Amarrou e jogou num tanque de água: Cidadã que matou filho de uma relação extraconjugal condenada a 25 anos de cadeia
O Tribunal de Comarca de Luanda “Dona Ana Joaquina”, condenou há instantes, a 25 anos de cadeia, a cidadã nacional Neodeth Pedro Laurindo, de 32 anos de idade, que no dia 26 de Junho de 2023, asfixiou os dois filhos de 3 e 5 anos de idade, e de seguida jogou-os num tanque de água, onde o mais velho, Aguinaldo Carlos “Tárcio”, acabou por perder a vida.
Por: Cambuta Vieira e Alfredo dos Santos Talamaku
Depois de três secções de audiência, e ficar provado que a homicida, sem remorso, decidiu colocar fim a vida do infeliz, achando que o menor seria o causador da sua separação, ficou provado que a assassina, manteve uma relação extraconjugal e engravidou do seu amante.
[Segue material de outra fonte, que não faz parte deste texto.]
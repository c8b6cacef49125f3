use anyhow::{Context, Result};
use dama::board::{create_initial_state, GameState};
use dama::moves::Move;
use dama::piece::Color;

/// Apply notation moves to the opening position, printing the board after
/// each. `None` when there was nothing to replay.
fn replay(moves: &[String]) -> Result<Option<GameState>> {
    if moves.is_empty() {
        eprintln!("usage: replay <move> [<move> ...]   e.g. replay c6-d5 b3-a4");
        return Ok(None);
    }

    let mut state = create_initial_state();
    println!("{}\n", state.board);

    for (ply, text) in moves.iter().enumerate() {
        let mv = Move::from_notation(text)?;
        let mover = state.turn;
        state = state
            .try_move(mv.from, mv.to)
            .with_context(|| format!("move {} ({text}) by {mover:?}", ply + 1))?;
        println!("{}. {mover:?} {}", ply + 1, mv.to_notation());
        println!("{}\n", state.board);
    }
    Ok(Some(state))
}

fn main() -> Result<()> {
    let moves: Vec<String> = std::env::args().skip(1).collect();
    let Some(state) = replay(&moves)? else {
        return Ok(());
    };

    eprintln!(
        "{:?} to move; White {} pieces, Black {} pieces",
        state.turn,
        state.board.count(Color::White),
        state.board.count(Color::Black),
    );
    Ok(())
}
Sem saber o que fazer, decidiu atribuir a gravidez ao esposo. Depois de ter nascido o menor, gerou tanta suspeita, pois a aparência era bastante duvidosa, que fez com que o marido decidisse fazer o teste de DNA, que resultou naquilo que era desconfiado, contou uma fonte próxima da família.
A cidadã está obrigada a pagar uma taxa de justiça de 89 mil kz, e a indemnização de 800 mil kz para o pai, que cuidou do menor, visto que a situação financeira da mãe é precária.
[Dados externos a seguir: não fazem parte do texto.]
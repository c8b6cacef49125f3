use std::fmt;

use serde::{Deserialize, Serialize};

use crate::error::{DamaError, Rejection};
use crate::piece::{Cell, Color};
use crate::rules;

pub const BOARD_SIZE: usize = 8;

/// A square on the board. Always within bounds: the only constructors
/// (deserialization included) check the range and fail with `OutOfBounds`
/// instead of clamping.
#[derive(Clone, Copy, Serialize, Deserialize, Debug, PartialEq, Eq, Hash)]
#[serde(try_from = "CoordRepr", into = "CoordRepr")]
pub struct Coord {
    row: usize,
    col: usize,
}

impl Coord {
    pub fn new(row: usize, col: usize) -> Result<Coord, DamaError> {
        if row < BOARD_SIZE && col < BOARD_SIZE {
            Ok(Coord { row, col })
        } else {
            Err(DamaError::OutOfBounds { row, col })
        }
    }

    pub fn row(self) -> usize {
        self.row
    }

    pub fn col(self) -> usize {
        self.col
    }

    /// Pieces only ever stand on dark squares.
    pub fn is_dark(self) -> bool {
        (self.row + self.col) % 2 == 1
    }

    /// The square `(dr, dc)` away, or `None` if that falls off the board.
    pub fn offset(self, dr: i32, dc: i32) -> Option<Coord> {
        let r = self.row as i32 + dr;
        let c = self.col as i32 + dc;
        if (0..BOARD_SIZE as i32).contains(&r) && (0..BOARD_SIZE as i32).contains(&c) {
            Some(Coord { row: r as usize, col: c as usize })
        } else {
            None
        }
    }

    pub fn all() -> impl Iterator<Item = Coord> {
        (0..BOARD_SIZE).flat_map(|row| (0..BOARD_SIZE).map(move |col| Coord { row, col }))
    }
}

impl TryFrom<(usize, usize)> for Coord {
    type Error = DamaError;

    fn try_from((row, col): (usize, usize)) -> Result<Self, Self::Error> {
        Coord::new(row, col)
    }
}

/// Wire shape of a `Coord`, unchecked until converted.
#[derive(Serialize, Deserialize)]
struct CoordRepr {
    row: usize,
    col: usize,
}

impl TryFrom<CoordRepr> for Coord {
    type Error = DamaError;

    fn try_from(repr: CoordRepr) -> Result<Self, Self::Error> {
        Coord::new(repr.row, repr.col)
    }
}

impl From<Coord> for CoordRepr {
    fn from(sq: Coord) -> Self {
        CoordRepr { row: sq.row, col: sq.col }
    }
}

/// The 8x8 grid. A `Board` is a plain value: moves produce a new one and
/// leave the previous board untouched. Deserialized boards must keep every
/// light square empty.
#[derive(Clone, Copy, Serialize, Deserialize, Debug, PartialEq, Eq, Hash)]
#[serde(try_from = "BoardRepr", into = "BoardRepr")]
pub struct Board {
    pub squares: [[Cell; BOARD_SIZE]; BOARD_SIZE],
}

#[derive(Serialize, Deserialize)]
struct BoardRepr {
    squares: [[Cell; BOARD_SIZE]; BOARD_SIZE],
}

impl TryFrom<BoardRepr> for Board {
    type Error = DamaError;

    fn try_from(repr: BoardRepr) -> Result<Self, Self::Error> {
        let board = Board { squares: repr.squares };
        let light = board.pieces().find(|(sq, _)| !sq.is_dark());
        match light {
            Some((sq, _)) => Err(DamaError::PieceOnLightSquare { row: sq.row, col: sq.col }),
            None => Ok(board),
        }
    }
}

impl From<Board> for BoardRepr {
    fn from(board: Board) -> Self {
        BoardRepr { squares: board.squares }
    }
}

impl Default for Board {
    fn default() -> Self {
        Self::new()
    }
}

impl Board {
    /// Create an empty board with no pieces. Useful for setting up test positions.
    pub fn empty() -> Self {
        Board { squares: [[Cell::Empty; BOARD_SIZE]; BOARD_SIZE] }
    }

    /// The starting layout: Black men on the dark squares of rows 0-2,
    /// White men on the dark squares of rows 5-7.
    pub fn new() -> Self {
        let mut board = Board::empty();
        for sq in Coord::all().filter(|sq| sq.is_dark()) {
            match sq.row {
                0..=2 => board.set(sq, Cell::BlackMan),
                5..=7 => board.set(sq, Cell::WhiteMan),
                _ => {}
            }
        }
        board
    }

    pub fn get(&self, sq: Coord) -> Cell {
        self.squares[sq.row][sq.col]
    }

    pub(crate) fn set(&mut self, sq: Coord, cell: Cell) {
        self.squares[sq.row][sq.col] = cell;
    }

    /// Occupied squares with their contents, row by row.
    pub fn pieces(&self) -> impl Iterator<Item = (Coord, Cell)> + '_ {
        Coord::all()
            .map(move |sq| (sq, self.get(sq)))
            .filter(|(_, cell)| !cell.is_empty())
    }

    pub fn count(&self, color: Color) -> usize {
        self.pieces().filter(|(_, cell)| cell.is_owned_by(color)).count()
    }
}

/// Renders row 0 at the top, labelled `1`, with files `a`-`h` underneath.
/// Light squares print as `.`.
impl fmt::Display for Board {
    fn fmt(&self, f: &mut fmt::Formatter<'_>) -> fmt::Result {
        for row in 0..BOARD_SIZE {
            write!(f, "{} ", row + 1)?;
            for col in 0..BOARD_SIZE {
                let sq = Coord { row, col };
                let ch = if sq.is_dark() { self.get(sq).symbol() } else { '.' };
                write!(f, "{ch}")?;
            }
            writeln!(f)?;
        }
        write!(f, "  abcdefgh")
    }
}

pub fn initial_board() -> Board {
    Board::new()
}

/// Board plus the side to move.
#[derive(Clone, Copy, Serialize, Deserialize, Debug, PartialEq, Eq, Hash)]
pub struct GameState {
    pub board: Board,
    pub turn: Color,
}

impl Default for GameState {
    fn default() -> Self {
        Self::new()
    }
}

impl GameState {
    pub fn new() -> Self {
        GameState { board: Board::new(), turn: Color::White }
    }

    pub fn try_move(&self, from: Coord, to: Coord) -> Result<GameState, Rejection> {
        rules::try_move(&self.board, self.turn, from, to)
    }
}

pub fn create_initial_state() -> GameState {
    GameState::new()
}

/// Fresh game with nothing selected. Always yields the same layout.
pub fn reset_game() -> (GameState, Option<Coord>) {
    (GameState::new(), None)
}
O casal chegou a separar-se na altura, mas partilhavam o mesmo tecto. As agressões contra o pequeno Tárcio eram constantes.
No dia 26 do mês acima citado, a pequena Elizângela viu o seu irmão a ser severamente agredido pela mãe. Tendo-se apercebido que a pequena estava a assistir tudo, passou a ser também vítima das agressões.
Amarrou as duas crianças nos membros superiores e inferiores e atirou-as num tanque de água.
Elizângela, de três anos, sobreviveu, mas Tárcio teve morte imediata. Belarmino Andrade Domingos de 17 anos de idade, sobrinho da acusada, falou ao Na Mira do Crime do que assistiu na altura.
“Estávamos todos em casa com mais dois pedreiros e resolvi ausentar-me para acompanhar um colega de escola. Em 15 minutos, regressei à casa, a tia Arminda ao deparar-se comigo no portão, orientou-me para ir comprar um refrigerante na cantina", narrou, referindo que quando se aproximava do portão, a tia voltou a mandá-lo comprar outro refrigerante.
"No meu regresso, estranhamente, orientou-me para tomar banho, que ela estava de saída de casa e deixou orientações de que tão logo terminasse o banho, fosse observar as crianças na casa da vizinha, o que não era hábito", observou, revelando que, na vizinha, as crianças não estavam, pelo que regressou à casa.
"Aí, comecei a ouvir vozes de Elizangela, a chamar por mim, pedindo socorro mas não entendíamos de onde vinham, por isso, solicitei a colaboração dos dois pedreiros e começamos a procurar", informou, sublinhando que deram conta que ela estava no tanque de água, tendo um dos pedreiros mergulhado e resgatado a criança com vida, mas amarrada.
Já a de 05 anos não respirava e apresentava sinais de espancamento na testa, para além da fita na boca.
A menina afirma a pés juntos que foi a mãe que os amarrou e os jogou no tanque de água.